Later in the interview, DeGeneres asked Clinton to weigh in on Michelle Obama’s searing, emotional speech on Thursday in which she said the revelations about Trump’s attitude toward sexual assault have shaken her “to her core.”
“The speech that she gave put into words what so many people are feeling and not just women and girls – men and boys,” Clinton said. “Nobody wants to be associated with this kind of violent and hateful language. And it’s not just what Trump has said about women, as terrible as that has been, but what he said about immigrants and African-Americans and Latinos and people with disabilities and POWs and our military and Muslims and everybody. He has been so insulting and derogatory.”
Echoing the sunny outlook that DeGeneres puts forward on her daytime talk show everyday, Clinton added, “I’m proud of so many things about our country, but one is that clearly we lift each other up, we don’t put each other down. We show respect for each other.

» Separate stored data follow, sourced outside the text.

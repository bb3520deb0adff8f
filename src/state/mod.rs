mod types;

pub use types::*;

use parking_lot::RwLock;
use serde::{Deserialize, Serialize};
use std::sync::Arc;
use stemforged_common::{JobId, JobStatus, PipelineSettings, Stage};
use tokio::sync::broadcast;

#[derive(Debug, Clone, Copy, PartialEq, Eq, Serialize, Deserialize)]
#[serde(rename_all = "lowercase")]
pub enum EventCategory {
    Admin,
    User,
}

/// Events broadcast to the dashboard and any in-process listeners.
#[derive(Debug, Clone, Serialize, Deserialize)]
#[serde(tag = "event_type", rename_all = "snake_case")]
pub enum AppEvent {
    JobQueued {
        job_id: JobId,
        filename: String,
        source: String,
        category: EventCategory,
    },
    JobClaimed {
        job_id: JobId,
        stage: Stage,
        worker: String,
        category: EventCategory,
    },
    JobAdvanced {
        job_id: JobId,
        from: JobStatus,
        to: JobStatus,
        category: EventCategory,
    },
    JobRetrying {
        job_id: JobId,
        stage: Stage,
        attempt: u32,
        error: String,
        category: EventCategory,
    },
    JobFailed {
        job_id: JobId,
        stage: Option<Stage>,
        error: String,
        category: EventCategory,
    },
    JobCompleted {
        job_id: JobId,
        output_path: String,
        category: EventCategory,
    },
    SettingsUpdated {
        settings: PipelineSettings,
        category: EventCategory,
    },
}

impl AppEvent {
    pub fn category(&self) -> EventCategory {
        match self {
            AppEvent::JobQueued { category, .. }
            | AppEvent::JobClaimed { category, .. }
            | AppEvent::JobAdvanced { category, .. }
            | AppEvent::JobRetrying { category, .. }
            | AppEvent::JobFailed { category, .. }
            | AppEvent::JobCompleted { category, .. }
            | AppEvent::SettingsUpdated { category, .. } => *category,
        }
    }

    /// Serialized `event_type` tag.
    pub fn event_type(&self) -> &'static str {
        match self {
            AppEvent::JobQueued { .. } => "job_queued",
            AppEvent::JobClaimed { .. } => "job_claimed",
            AppEvent::JobAdvanced { .. } => "job_advanced",
            AppEvent::JobRetrying { .. } => "job_retrying",
            AppEvent::JobFailed { .. } => "job_failed",
            AppEvent::JobCompleted { .. } => "job_completed",
            AppEvent::SettingsUpdated { .. } => "settings_updated",
        }
    }

    pub fn job_queued(job_id: JobId, filename: String, source: String) -> Self {
        AppEvent::JobQueued {
            job_id,
            filename,
            source,
            category: EventCategory::User,
        }
    }

    pub fn job_claimed(job_id: JobId, stage: Stage, worker: String) -> Self {
        AppEvent::JobClaimed {
            job_id,
            stage,
            worker,
            category: EventCategory::Admin,
        }
    }

    pub fn job_advanced(job_id: JobId, from: JobStatus, to: JobStatus) -> Self {
        AppEvent::JobAdvanced {
            job_id,
            from,
            to,
            category: EventCategory::User,
        }
    }

    pub fn job_retrying(job_id: JobId, stage: Stage, attempt: u32, error: String) -> Self {
        AppEvent::JobRetrying {
            job_id,
            stage,
            attempt,
            error,
            category: EventCategory::User,
        }
    }

    pub fn job_failed(job_id: JobId, stage: Option<Stage>, error: String) -> Self {
        AppEvent::JobFailed {
            job_id,
            stage,
            error,
            category: EventCategory::User,
        }
    }

    pub fn job_completed(job_id: JobId, output_path: String) -> Self {
        AppEvent::JobCompleted {
            job_id,
            output_path,
            category: EventCategory::User,
        }
    }

    pub fn settings_updated(settings: PipelineSettings) -> Self {
        AppEvent::SettingsUpdated {
            settings,
            category: EventCategory::Admin,
        }
    }
}

/// Shared in-process state: live settings, stage wake-ups, counters, events.
///
/// The job ledger in SQLite is authoritative for job data; nothing here is
/// required to recover after a restart.
pub struct AppState {
    settings: RwLock<PipelineSettings>,
    stats: RwLock<PipelineStats>,
    queues: StageQueues,
    event_tx: broadcast::Sender<AppEvent>,
}

impl AppState {
    pub fn new(settings: PipelineSettings) -> Arc<Self> {
        let (event_tx, _) = broadcast::channel(256);

        Arc::new(Self {
            settings: RwLock::new(settings),
            stats: RwLock::new(PipelineStats::default()),
            queues: StageQueues::default(),
            event_tx,
        })
    }

    pub fn subscribe(&self) -> broadcast::Receiver<AppEvent> {
        self.event_tx.subscribe()
    }

    pub fn broadcast(&self, event: AppEvent) {
        if self.event_tx.send(event).is_err() {
            tracing::debug!("No subscribers for event");
        }
    }

    /// Current settings. Intake snapshots these into each new job.
    pub fn settings(&self) -> PipelineSettings {
        self.settings.read().clone()
    }

    pub fn replace_settings(&self, settings: PipelineSettings) {
        *self.settings.write() = settings.clone();
        self.broadcast(AppEvent::settings_updated(settings));
    }

    pub fn queues(&self) -> &StageQueues {
        &self.queues
    }

    /// Wake the stage that owns `status`, if any.
    pub fn wake_for_status(&self, status: JobStatus) {
        if let Some(stage) = Stage::for_status(status) {
            self.queues.wake(stage);
        }
    }

    pub fn stats(&self) -> PipelineStats {
        self.stats.read().clone()
    }

    pub fn record_completed(&self) {
        self.stats.write().record_success();
    }

    pub fn record_failed(&self, stage: Stage) {
        self.stats.write().record_failure(stage);
    }

    pub fn record_retry(&self) {
        self.stats.write().record_retry();
    }
}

And that’s what I want to try to ask people to do in these closing days of this campaign.”
“Let’s show some kindness and respect toward each other,” she continued. “And let’s really repudiate the meanness, the divisiveness, the bigotry, the bullying we’ve seen from the other side.”
The candidate ended by expressing her hope that after the election America can “heal all of the divide that unfortunately is between us right now.” If Clinton wins, as she’s poised to do for the time being, that will much easier said than done.